7. The active-passive combined lower limb rehabilitation training device of claim 5 or 6, wherein: the tail end of the telescopic sleeve device is hinged with an L-shaped connecting plate (10), and the other end of the connecting plate (10) is hinged with the lower end of an ankle joint sleeve (86) at the lower part of the shank.

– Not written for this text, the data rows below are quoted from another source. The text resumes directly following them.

//! A plain-text CSV telemetry target with fixed-width row formatting.

use std::fs::File;
use std::io::{BufWriter, Write};
use std::path::{Path, PathBuf};
use std::sync::Arc;
use std::sync::atomic::{AtomicBool, Ordering};
use std::thread::{self, JoinHandle};

use crossbeam::channel::{Sender, TrySendError, bounded};
use serde::{Deserialize, Serialize};
use tracing::{error, info};

use crate::context::ControllerCtx;

use super::{Recorder, csv_header, csv_row_fixed_width};

/// Default number of rows that may be queued for the writer thread
pub const DEFAULT_BUFFER_ROWS: usize = 4096;

/// A plain-text CSV telemetry target written to `<op_dir>/<op_name>.csv`.
///
/// Each value in a row is formatted to the same width, so every line of a run
/// has the same length and a given step can be found by arithmetic on the file offset
/// rather than by reading the whole file.
///
/// Writes to disk on a separate thread to avoid blocking the control loop.
/// Rows are handed over through a bounded queue; if the writer falls behind and
/// the queue is full, the row is dropped and `consume` reports an error.
/// Once a write to disk has failed, every later row is refused the same way.
#[derive(Serialize, Deserialize)]
pub struct CsvRecorder {
    /// Capacity of the queue between the control loop and the writer thread
    buffer_rows: usize,

    #[serde(skip)]
    worker: Option<WorkerHandle>,
}

impl Default for CsvRecorder {
    fn default() -> Self {
        Self::new(DEFAULT_BUFFER_ROWS)
    }
}

impl CsvRecorder {
    pub fn new(buffer_rows: usize) -> Self {
        Self {
            buffer_rows: buffer_rows.max(1),
            worker: None,
        }
    }

    /// Path of the file being written, if running
    pub fn path(&self) -> Option<&Path> {
        self.worker.as_ref().map(|w| w.path.as_path())
    }
}

#[typetag::serde]
impl Recorder for CsvRecorder {
    fn init(&mut self, ctx: &ControllerCtx, column_names: &[String]) -> Result<(), String> {
        // Shut down any existing worker so its file is complete
        self.terminate()?;

        let path = ctx.op_dir.join(format!("{}.csv", ctx.op_name));
        let header = csv_header(column_names);
        self.worker = Some(WorkerHandle::new(path, &header, self.buffer_rows)?);

        Ok(())
    }

    fn consume(&mut self, values: Vec<f64>) -> Result<(), String> {
        let worker = self
            .worker
            .as_ref()
            .ok_or("CsvRecorder must be initialized before consuming data")?;

        if worker.failed.load(Ordering::Relaxed) {
            return Err(format!("CSV writer failed on {:?}; row dropped", worker.path));
        }
        worker.tx.try_send(values).map_err(|e| match e {
            TrySendError::Full(_) => "CSV writer queue is full; row dropped".to_owned(),
            TrySendError::Disconnected(_) => "CSV writer thread has exited".to_owned(),
        })
    }

    fn terminate(&mut self) -> Result<(), String> {
        match self.worker.take() {
            Some(worker) => worker.join(),
            None => Ok(()),
        }
    }
}

struct WorkerHandle {
    tx: Sender<Vec<f64>>,
    thread: JoinHandle<Result<(), String>>,
    path: PathBuf,

    /// Set by the writer thread after its first failed write
    failed: Arc<AtomicBool>,
}

impl WorkerHandle {
    fn new(path: PathBuf, header: &str, capacity: usize) -> Result<Self, String> {
        let file = File::create(&path)
            .map_err(|e| format!("Failed to create CSV file {path:?}: {e}"))?;
        let mut writer = BufWriter::new(file);
        writer
            .write_all(header.as_bytes())
            .map_err(|e| format!("Failed to write CSV header to {path:?}: {e}"))?;

        let (tx, rx) = bounded::<Vec<f64>>(capacity);
        let thread_path = path.clone();
        let failed = Arc::new(AtomicBool::new(false));
        let thread_failed = Arc::clone(&failed);
        let thread = thread::Builder::new()
            .name("exoctl-csv".into())
            .spawn(move || {
                // Single-line buffer that keeps the largest line length seen,
                // so reallocations should happen rarely if ever
                let mut stringbuf = String::new();
                let mut failure: Option<String> = None;

                // Runs until every sender has been dropped
                for values in rx.iter() {
                    if failure.is_some() {
                        continue;
                    }
                    csv_row_fixed_width(&mut stringbuf, &values);
                    if let Err(e) = writer.write_all(stringbuf.as_bytes()) {
                        error!("CSV recorder failed writing to {thread_path:?}: {e}");
                        failure = Some(format!("Failed writing to {thread_path:?}: {e}"));
                        thread_failed.store(true, Ordering::Relaxed);
                    }
                }

                if let Err(e) = writer.flush() {
                    return Err(format!("Failed to flush {thread_path:?}: {e}"));
                }
                match failure {
                    Some(msg) => Err(msg),
                    None => Ok(()),
                }
            })
            .map_err(|e| format!("Failed to spawn CSV writer thread: {e}"))?;

        info!("Recording telemetry to {path:?}");

        Ok(Self {
            tx,
            thread,
            path,
            failed,
        })
    }

    /// Close the queue and wait for the writer to drain it
    fn join(self) -> Result<(), String> {
        let Self { tx, thread, .. } = self;
        drop(tx);
        thread
            .join()
            .map_err(|_| "CSV writer thread panicked".to_owned())?
    }
}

8. The active-passive combined lower limb rehabilitation training device of claim 1, wherein: the double-leg width adjusting device (7) comprises a hip joint fixing guide block (71) hinged with a leg bending and stretching mechanism (8), a screw nut (73) and a sliding bearing (75) which are arranged inside the hip joint fixing guide block (71), a bidirectional screw rod (72) which is horizontally arranged on the upper surface of the bed body (6) and is matched with the screw nut (73), a guide shaft (77) which is horizontally arranged on the upper surface of the bed body (6) and a hand crank (74) which is coaxially arranged with the bidirectional screw rod (72), wherein the guide shaft (77) is inserted into the sliding bearing (75).

9. The active-passive combined lower limb rehabilitation training device of claim 1, wherein: the bottom of the base (1) is provided with universal wheels.

10. The active-passive combined lower limb rehabilitation training device of claim 1, wherein: the patient waist support device is characterized by further comprising a weight reducing device (12) connected to the left side of the bed body (6), the weight reducing device (12) comprises a sliding guide rail (122) fixedly connected to the lower surface of the bed body (6) and a suspension frame (124) matched with the sliding guide rail (122) and extending to the upper surface of the bed body (6), the suspension frame (124) is a frame with two side edges of J-shaped iron bars which are fixedly connected with one another and arranged side by side, and a binding band for fixing the waist of a patient is arranged on the suspension frame (124).